Evaluation of Disclosure Controls and Procedures
We maintain disclosure controls and procedures that are designed to ensure that information required to be disclosed in our reports filed pursuant to the Exchange Act is recorded, processed, summarized, and reported within the time periods specified in the SEC’s rules and forms, and that such information is accumulated and communicated to our management, including our principal executive officer and principal financial and accounting officer, as appropriate, to allow timely decisions regarding required disclosure.
Our management, with the participation and supervision of our Chief Executive Officer and our Chief Financial Officer, evaluated the effectiveness of our disclosure controls and procedures (as defined in Rules 13a-15(e) and 15d-15(e) under the Exchange Act) as of the end of the period covered by this Quarterly Report. Based on that evaluation, our Chief Executive Officer and our Chief Financial Officer have concluded that, as of the end of the period covered by this Quarterly Report, our disclosure controls and procedures were designed and operating effectively at the reasonable assurance level.
Changes in Internal Control over Financial Reporting
There were no changes in our internal control over financial reporting that occurred during the quarter ended March 31, 2022 that have materially affected, or are reasonably likely to materially affect, our internal control over financial reporting.

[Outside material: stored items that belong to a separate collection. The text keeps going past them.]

//! Views a mutation leaves stale.
//!
//! Every mutating operation reports which rendered pages now show outdated
//! data. The HTTP layer turns the set into the `x-revalidate` response header
//! so clients know what to refetch.

use std::collections::BTreeSet;
use std::fmt;

use uuid::Uuid;

/// A page whose data can go stale.
#[derive(Debug, Clone, Copy, PartialEq, Eq, PartialOrd, Ord, Hash)]
pub enum View {
    Calendar,
    Directory,
    Profile,
    Clubs,
    Club(Uuid),
    Community,
    Admin,
}

impl View {
    /// Path of the page this view renders at.
    #[must_use]
    pub fn path(&self) -> String {
        match self {
            Self::Calendar => "/calendar".to_string(),
            Self::Directory => "/directory".to_string(),
            Self::Profile => "/profile".to_string(),
            Self::Clubs => "/clubs".to_string(),
            Self::Club(id) => format!("/clubs/{id}"),
            Self::Community => "/community".to_string(),
            Self::Admin => "/admin".to_string(),
        }
    }
}

impl fmt::Display for View {
    fn fmt(&self, f: &mut fmt::Formatter<'_>) -> fmt::Result {
        f.write_str(&self.path())
    }
}

/// Ordered, de-duplicated set of stale views.
#[derive(Debug, Clone, Default, PartialEq, Eq)]
pub struct StaleViews(BTreeSet<View>);

impl StaleViews {
    #[must_use]
    pub fn new() -> Self {
        Self::default()
    }

    pub fn mark(&mut self, view: View) {
        self.0.insert(view);
    }

    #[must_use]
    pub fn is_empty(&self) -> bool {
        self.0.is_empty()
    }

    #[must_use]
    pub fn contains(&self, view: View) -> bool {
        self.0.contains(&view)
    }

    pub fn iter(&self) -> impl Iterator<Item = &View> {
        self.0.iter()
    }

    /// Comma separated paths, as sent in the revalidate header.
    #[must_use]
    pub fn header_value(&self) -> String {
        self.0
            .iter()
            .map(View::path)
            .collect::<Vec<_>>()
            .join(", ")
    }
}

impl<'a> IntoIterator for &'a StaleViews {
    type Item = &'a View;
    type IntoIter = std::collections::btree_set::Iter<'a, View>;

    fn into_iter(self) -> Self::IntoIter {
        self.0.iter()
    }
}

impl FromIterator<View> for StaleViews {
    fn from_iter<I: IntoIterator<Item = View>>(iter: I) -> Self {
        Self(iter.into_iter().collect())
    }
}

/// Result of a mutating operation: the written value plus the views it
/// made stale.
#[derive(Debug, Clone, PartialEq)]
pub struct Mutation<T> {
    pub value: T,
    pub stale: StaleViews,
}

impl<T> Mutation<T> {
    #[must_use]
    pub fn new(value: T, views: impl IntoIterator<Item = View>) -> Self {
        Self {
            value,
            stale: views.into_iter().collect(),
        }
    }

    /// A no-op mutation: nothing was written, nothing is stale.
    #[must_use]
    pub fn unchanged(value: T) -> Self {
        Self {
            value,
            stale: StaleViews::new(),
        }
    }

    #[must_use]
    pub fn map<U>(self, f: impl FnOnce(T) -> U) -> Mutation<U> {
        Mutation {
            value: f(self.value),
            stale: self.stale,
        }
    }
}
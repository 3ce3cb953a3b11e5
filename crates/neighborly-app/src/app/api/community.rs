use salvo::writing::Json;
use salvo::{Depot, Request, Response, Router, handler};

use neighborly_db::db::enums::CommunityItemKind;
use neighborly_service::community::{self, CommentInput, PostingInput};

use super::support::{json_body, path_id, render_created, render_done, render_mutation, session};
use crate::error::{AppError, AppResult};

#[handler]
async fn board(depot: &mut Depot, res: &mut Response) -> AppResult<()> {
    let (ctx, _caller) = session(depot)?;
    res.render(Json(community::community_board(&ctx).await?));
    Ok(())
}

#[handler]
async fn create_charitable(
    req: &mut Request,
    depot: &mut Depot,
    res: &mut Response,
) -> AppResult<()> {
    let (ctx, caller) = session(depot)?;
    let body: PostingInput = json_body(req).await?;
    render_created(res, community::create_charitable_item(&ctx, &caller, body).await?);
    Ok(())
}

#[handler]
async fn create_giveaway(req: &mut Request, depot: &mut Depot, res: &mut Response) -> AppResult<()> {
    let (ctx, caller) = session(depot)?;
    let body: PostingInput = json_body(req).await?;
    render_created(res, community::create_giveaway(&ctx, &caller, body).await?);
    Ok(())
}

#[handler]
async fn claim_giveaway(req: &mut Request, depot: &mut Depot, res: &mut Response) -> AppResult<()> {
    let (ctx, caller) = session(depot)?;
    let id = path_id(req, "id")?;
    render_mutation(res, community::claim_giveaway(&ctx, &caller, id).await?);
    Ok(())
}

#[handler]
async fn create_help_request(
    req: &mut Request,
    depot: &mut Depot,
    res: &mut Response,
) -> AppResult<()> {
    let (ctx, caller) = session(depot)?;
    let body: PostingInput = json_body(req).await?;
    render_created(res, community::create_help_request(&ctx, &caller, body).await?);
    Ok(())
}

async fn delete_posting(
    req: &Request,
    depot: &Depot,
    res: &mut Response,
    kind: CommunityItemKind,
) -> AppResult<()> {
    let (ctx, caller) = session(depot)?;
    let id = path_id(req, "id")?;
    render_done(res, &community::delete_posting(&ctx, &caller, kind, id).await?);
    Ok(())
}

#[handler]
async fn delete_charitable(req: &mut Request, depot: &mut Depot, res: &mut Response) -> AppResult<()> {
    delete_posting(req, depot, res, CommunityItemKind::Charitable).await
}

#[handler]
async fn delete_giveaway(req: &mut Request, depot: &mut Depot, res: &mut Response) -> AppResult<()> {
    delete_posting(req, depot, res, CommunityItemKind::Giveaway).await
}

#[handler]
async fn delete_help_request(
    req: &mut Request,
    depot: &mut Depot,
    res: &mut Response,
) -> AppResult<()> {
    delete_posting(req, depot, res, CommunityItemKind::HelpRequest).await
}

/// GET /api/community/comments?item_type=&item_id=
#[handler]
async fn list_comments(req: &mut Request, depot: &mut Depot, res: &mut Response) -> AppResult<()> {
    let (ctx, _caller) = session(depot)?;
    let item_type = req
        .query::<String>("item_type")
        .ok_or_else(|| AppError::BadRequest("item_type is required".to_string()))?;
    let item_id = req
        .query::<String>("item_id")
        .ok_or_else(|| AppError::BadRequest("item_id is required".to_string()))?;
    let item_id = uuid::Uuid::parse_str(&item_id)
        .map_err(|e| AppError::BadRequest(format!("Invalid item_id: {e}")))?;

    res.render(Json(
        community::list_community_comments(&ctx, &item_type, item_id).await?,
    ));
    Ok(())
}

#[handler]
async fn add_comment(req: &mut Request, depot: &mut Depot, res: &mut Response) -> AppResult<()> {
    let (ctx, caller) = session(depot)?;
    let body: CommentInput = json_body(req).await?;
    render_created(res, community::add_community_comment(&ctx, &caller, body).await?);
    Ok(())
}

#[must_use]
pub fn routes() -> Router {
    Router::with_path("community")
        .get(board)
        .push(
            Router::with_path("charitable")
                .post(create_charitable)
                .push(Router::with_path("{id}").delete(delete_charitable)),
        )
        .push(
            Router::with_path("giveaways").post(create_giveaway).push(
                Router::with_path("{id}")
                    .delete(delete_giveaway)
                    .push(Router::with_path("claim").post(claim_giveaway)),
            ),
        )
        .push(
            Router::with_path("help-requests")
                .post(create_help_request)
                .push(Router::with_path("{id}").delete(delete_help_request)),
        )
        .push(
            Router::with_path("comments")
                .get(list_comments)
                .post(add_comment),
        )
}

Inherent Limitations on Effectiveness of Controls
Our management, including our Chief Executive Officer and our Chief Financial Officer, does not expect that our disclosure controls or our internal control over financial reporting will prevent or detect all error and all fraud. A control system, no matter how well designed and operated, can provide only reasonable and not absolute assurance of achieving the desired control objectives. In reaching a reasonable level of assurance, management necessarily was required to apply its judgment in evaluating the benefits of possible controls and procedures relative to their costs. Controls can also be circumvented by the individual acts of some persons, by collusion of two or more people, or by management override of the controls. In addition, the design of any system of controls is based in part upon certain assumptions about the likelihood of future events, and there can be no assurance that any design will succeed in achieving its stated goals under all potential future conditions. Over time, controls may become inadequate because of changes in conditions or deterioration in the degree of compliance with policies or procedures.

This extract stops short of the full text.